Well, the engineer is over 65 and is not into lumbar punctions in general, so he declined. 

“Are you ok with that”
“Half”

“Stop the other antibiotics” (4 pills of 20 down)
“3 weeks doxycycline 100 mg 2x day” (should be 4 for late disseminated Lyme)
“Two hours after meals”
“Temperature reading 3x day, you must write those down”
“Come back this Wednesday for further consult”

Back home

We were on the way home around 16:30, almost home at 17:00, still in the car. Phone. Huercal Overa. 

“You must come back for giving blood for analisis, today!”
“We just got home…”

At 17:45 we left for the hospital again, arriving 18:30. Consulta 8. 

“There is nothing in the computer”

After some phone calls I suggested to just draw some blood and see what you do with it later.

“Ok”

That took more than 3 hours, and not without pressure from engineer De Waal, who had had more than enough by then.

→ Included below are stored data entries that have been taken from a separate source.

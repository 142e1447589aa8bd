/*!
 * Transactional Cache
 *
 * Key/value cache over a `BackingStore` with per-thread transactions.
 *
 * # Design
 *
 * - Each thread buffers its writes in a private overlay until commit
 * - Reads of committed data take shared access to the cache lock
 * - Commits (and `update`) take exclusive access, so a reader holding
 *   shared access never observes half of a commit
 * - Nested reads inside an exclusive hold re-enter the lock instead of
 *   deadlocking on it
 */

use super::store::{BackingStore, StoreResult};
use super::transaction::{Lookup, PendingOps};
use super::{CacheError, CacheResult};
use crate::core::sync::{ReentrantRwLock, SyncConfig};
use crate::core::types::{current_holder, HolderId};
use dashmap::mapref::entry::Entry;
use dashmap::DashMap;
use tracing::{debug, error, instrument, warn};

/// Transactional key/value cache
///
/// # Example
///
/// ```
/// use reentrant_rwlock::{MemoryStore, TxCache};
///
/// let cache = TxCache::new(MemoryStore::new());
///
/// cache.begin_transaction().unwrap();
/// cache.set("user:1", "ada").unwrap();
/// assert_eq!(cache.get("user:1").unwrap().as_deref(), Some("ada"));
/// cache.commit_transaction().unwrap();
///
/// assert_eq!(cache.get_committed("user:1").unwrap().as_deref(), Some("ada"));
/// ```
pub struct TxCache<S: BackingStore> {
    committed: DashMap<String, String, ahash::RandomState>,
    pending: DashMap<HolderId, PendingOps, ahash::RandomState>,
    lock: ReentrantRwLock,
    store: S,
}

impl<S: BackingStore> TxCache<S> {
    /// Create a cache over `store` with the default lock configuration
    pub fn new(store: S) -> Self {
        Self::with_config(store, SyncConfig::default())
    }

    /// Create a cache over `store` with a specific lock configuration
    pub fn with_config(store: S, config: SyncConfig) -> Self {
        Self {
            committed: DashMap::with_hasher(ahash::RandomState::new()),
            pending: DashMap::with_hasher(ahash::RandomState::new()),
            lock: ReentrantRwLock::with_config(config),
            store,
        }
    }

    /// Open a transaction for the calling thread
    pub fn begin_transaction(&self) -> CacheResult<()> {
        match self.pending.entry(current_holder()) {
            Entry::Occupied(_) => Err(CacheError::TransactionAlreadyOpen),
            Entry::Vacant(slot) => {
                slot.insert(PendingOps::default());
                Ok(())
            }
        }
    }

    /// Whether the calling thread has an open transaction
    pub fn in_transaction(&self) -> bool {
        self.pending.contains_key(&current_holder())
    }

    /// Buffer a write in the calling thread's transaction
    pub fn set(&self, key: impl Into<String>, value: impl Into<String>) -> CacheResult<()> {
        let mut ops = self
            .pending
            .get_mut(&current_holder())
            .ok_or(CacheError::NoTransaction)?;
        ops.set(key.into(), value.into());
        Ok(())
    }

    /// Buffer a delete in the calling thread's transaction
    pub fn delete(&self, key: impl Into<String>) -> CacheResult<()> {
        let mut ops = self
            .pending
            .get_mut(&current_holder())
            .ok_or(CacheError::NoTransaction)?;
        ops.delete(key.into());
        Ok(())
    }

    /// Read `key` as the calling thread sees it
    ///
    /// The thread's own uncommitted writes win; a pending delete reads as
    /// `None`. Otherwise falls back to [`get_committed`](Self::get_committed).
    pub fn get(&self, key: &str) -> CacheResult<Option<String>> {
        if let Some(ops) = self.pending.get(&current_holder()) {
            match ops.lookup(key) {
                Lookup::Updated(value) => return Ok(Some(value.to_owned())),
                Lookup::Deleted => return Ok(None),
                Lookup::Untouched => {}
            }
        }

        self.get_committed(key)
    }

    /// Read the committed value of `key`, filling the cache from the store
    /// on a miss
    pub fn get_committed(&self, key: &str) -> CacheResult<Option<String>> {
        let _read = self.lock.read();

        if let Some(value) = self.committed.get(key) {
            return Ok(Some(value.clone()));
        }

        let fetched = self.store.select(key)?;
        if let Some(value) = &fetched {
            self.committed.insert(key.to_owned(), value.clone());
        }
        Ok(fetched)
    }

    /// Read several keys under one shared hold
    ///
    /// No commit can land between the individual reads.
    pub fn get_many(&self, keys: &[&str]) -> CacheResult<Vec<Option<String>>> {
        let _read = self.lock.read();
        keys.iter().map(|key| self.get(key)).collect()
    }

    /// Write the calling thread's transaction through to the store and
    /// publish it
    ///
    /// Returns the number of keys written. The transaction is closed whether
    /// or not the store accepts it; on a store error the store is rolled
    /// back and the cache is left unchanged.
    #[instrument(skip(self), fields(thread = ?current_holder()))]
    pub fn commit_transaction(&self) -> CacheResult<usize> {
        let (_, ops) = self
            .pending
            .remove(&current_holder())
            .ok_or(CacheError::NoTransaction)?;

        let _write = self.lock.write();

        self.store.begin()?;
        if let Err(e) = self.write_through(&ops) {
            warn!(error = %e, "store rejected transaction, rolling back");
            self.rollback_store();
            return Err(e.into());
        }

        let applied = ops.len();
        let (updated, deleted) = ops.into_parts();
        for (key, value) in updated {
            self.committed.insert(key, value);
        }
        for key in deleted {
            self.committed.remove(&key);
        }

        debug!(applied, "transaction committed");
        Ok(applied)
    }

    fn write_through(&self, ops: &PendingOps) -> StoreResult<()> {
        for (key, value) in ops.updated() {
            self.store.upsert(key, value)?;
        }
        for key in ops.deleted() {
            self.store.remove(key)?;
        }
        self.store.commit()
    }

    fn rollback_store(&self) {
        if let Err(e) = self.store.rollback() {
            error!(error = %e, "store rollback failed");
        }
    }

    /// Discard the calling thread's transaction
    ///
    /// Returns whether a transaction was open.
    pub fn abort_transaction(&self) -> bool {
        self.pending.remove(&current_holder()).is_some()
    }

    /// Atomic read-modify-write of a committed key, outside any transaction
    ///
    /// `f` receives the committed value and returns the new one (`None`
    /// deletes). Readers see either the old or the new value, never a gap.
    pub fn update<F>(&self, key: &str, f: F) -> CacheResult<Option<String>>
    where
        F: FnOnce(Option<String>) -> Option<String>,
    {
        let _write = self.lock.write();

        // Shared re-entry while holding exclusive access
        let current = self.get_committed(key)?;
        let next = f(current);

        self.store.begin()?;
        let written = match &next {
            Some(value) => self.store.upsert(key, value),
            None => self.store.remove(key),
        }
        .and_then(|()| self.store.commit());

        if let Err(e) = written {
            warn!(key, error = %e, "store rejected update, rolling back");
            self.rollback_store();
            return Err(e.into());
        }

        match &next {
            Some(value) => {
                self.committed.insert(key.to_owned(), value.clone());
            }
            None => {
                self.committed.remove(key);
            }
        }
        Ok(next)
    }

    /// Number of committed entries held in memory
    pub fn cached_len(&self) -> usize {
        self.committed.len()
    }

    /// The lock guarding the committed map
    pub fn lock(&self) -> &ReentrantRwLock {
        &self.lock
    }

    /// The backing store
    pub fn store(&self) -> &S {
        &self.store
    }
}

We were home at 22:00. Poor dogs, all alone, and without light. 

Sandwich, to have before first pill, temperature readings for the report. 

Luckily the engineer had bought a new 7€ electronic thermometer (not the expensive 34€ infrared gadget), because the battery of the old trusted Philips thermometer ran out the next day. The Philips has a digit more after the decimal point, the engineer likes that. 

Tomorrow

Tomorrow we have another appointment at Oftalmologia, at 08:30. While typing this: call from Huercal Overa: “we don’t have sufficient blood from you. You must come in tomorrow, before the appointment, at 08:00, no breakfast, to the Sala de Extracciones to give blood.” 

Engineer De Waal almost exploded, engineer Jansen had a laugh.

🙄

PS

The engineer’s decision to skip that 1 gram prednisolone treatment and leave was correct, as is his Lyme self diagnosis, and everything else, in fact. (Can the engineer please have the telephone number of the Norwegian Minister for Health?)

PPS

What’s this about no breakfast then?!